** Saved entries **
<<<<
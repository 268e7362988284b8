pub mod hexcrc;
pub mod image;
pub mod reader;
pub mod record;
pub mod uf2;
pub mod universal;

pub use image::{patch_boot_crc, Image, ImageError};
pub use reader::{decode_records, decode_str, encode_records, encode_string, read_file, write_file, DecodeError};
pub use record::{Record, RecordError, RecordKind};
pub use universal::{merge, Target, UniversalHex};
pub use hex::*;
pub mod hex;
>>>>
Set down the records again verbatim, so that each word stays as it is.

repository 268e7362988284b8
pub mod hexcrc;
pub mod image;
pub mod reader;
pub mod record;
pub mod uf2;
pub mod universal;

pub use image::{patch_boot_crc, Image, ImageError};
pub use reader::{decode_records, decode_str, encode_records, encode_string, read_file, write_file, DecodeError};
pub use record::{Record, RecordError, RecordKind};
pub use universal::{merge, Target, UniversalHex};
pub use hex::*;
pub mod hex;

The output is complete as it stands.